まあそういうものを見たり、復元された「引又河岸」を眺めたりして、急に涼しくなった空
の下を楽しんできた。夕方になってときおり小雨がぱらついたりしたが、ほぼ曇りであっ
て、ああ! 秋がようやく来たなあ、と実感した一日だった。
今印象に残っているのは、野火止用水が新河岸川を乗り越えるという仕掛の、ジオ
ラマと、復原模型である。道路の端にジオラマを納めたガラスケースがあり、その上に木
製の復元模型が置いてあった。

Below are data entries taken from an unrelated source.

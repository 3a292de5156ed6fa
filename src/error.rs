//! Error types for the Tagwatch operator

use thiserror::Error;

/// Main error type for Tagwatch operations
#[derive(Debug, Error)]
#[non_exhaustive]
pub enum Error {
    /// Kubernetes API error
    #[error("kubernetes error: {0}")]
    Kube(#[from] kube::Error),

    /// Code-hosting API error
    #[error("forge error: {0}")]
    Forge(#[from] crate::forge::ForgeError),

    /// Validation error for CRD specs
    #[error("validation error: {0}")]
    Validation(String),

    /// Secret resolution error (missing secret, missing key, bad encoding)
    #[error("secret error: {0}")]
    Secret(String),

    /// Serialization/deserialization error
    #[error("serialization error: {0}")]
    Serialization(String),

    /// Registry update channel closed (consumer task gone)
    #[error("registry error: {0}")]
    Registry(String),
}

impl Error {
    /// Create a validation error with the given message
    pub fn validation(msg: impl Into<String>) -> Self {
        Self::Validation(msg.into())
    }

    /// Create a secret resolution error with the given message
    pub fn secret(msg: impl Into<String>) -> Self {
        Self::Secret(msg.into())
    }

    /// Create a serialization error with the given message
    pub fn serialization(msg: impl Into<String>) -> Self {
        Self::Serialization(msg.into())
    }

    /// Create a registry error with the given message
    pub fn registry(msg: impl Into<String>) -> Self {
        Self::Registry(msg.into())
    }

    /// True when the underlying cause is a remote not-found.
    ///
    /// Not-found is control flow for this operator: a missing hook means
    /// recreate, a missing latest release means an empty release list.
    pub fn is_not_found(&self) -> bool {
        match self {
            Self::Forge(e) => e.is_not_found(),
            Self::Kube(kube::Error::Api(ae)) => ae.code == 404,
            _ => false,
        }
    }
}
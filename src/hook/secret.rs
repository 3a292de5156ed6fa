//! Webhook secret generation
//!
//! Secrets are cryptographically random strings shared with the code-hosting
//! service and used to sign every delivered payload.

use base64::{engine::general_purpose::URL_SAFE_NO_PAD, Engine};
use rand::RngCore;

/// Raw entropy per secret; encodes to a fixed 43-character string
const SECRET_BYTES: usize = 32;

/// A freshly generated webhook signing secret
#[derive(Clone)]
pub struct HookSecret(String);

impl HookSecret {
    /// Generate a new random secret (URL-safe alphabet, fixed length)
    pub fn generate() -> Self {
        let mut raw = [0u8; SECRET_BYTES];
        rand::rngs::OsRng.fill_bytes(&mut raw);
        Self(URL_SAFE_NO_PAD.encode(raw))
    }

    /// Borrow the secret string
    pub fn as_str(&self) -> &str {
        &self.0
    }

    /// Consume into the owned secret string
    pub fn into_string(self) -> String {
        self.0
    }
}

impl std::fmt::Debug for HookSecret {
    fn fmt(&self, f: &mut std::fmt::Formatter<'_>) -> std::fmt::Result {
        // Never expose the secret in debug output
        f.write_str("HookSecret(..)")
    }
}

川を乗り越える仕掛けは実に巧妙で感心した。
その仕掛は、土手の上まで引いた野火止用水を下流の木製の背の高い枡まで流す、そ
して枡の中の水位が天井まで来ると、そこから更に下流へ流す、というふうに順次枡を使
って、枡の上端まで水を溜めれば、おおむね水位を維持したまま流せる、という仕掛だ。
もう一つ印象に残っているものがある。それは「白子貝塚公園」の縄文海進の地図と貝
塚の剥ぎ取り展示。海進の地図は公園の隅の大きなタイルに描いてあった。この時海は
関東平野のずいぶん奥まで(茨城の古河辺まで)入江だったんだなあ、と知った。
また、実は貝塚は発掘されたまま野外で野ざらしになっているものとばかり思っていた。
それがきちんと土まで付けて剥ぎ取り、無数の貝殻が層を成して堆積している状況を展
示している。わが想像力は極めて原始的でアホであったか、よくよく分かった。
ともあれ、新河岸川に秋が忍び寄って萩が雨に濡れている。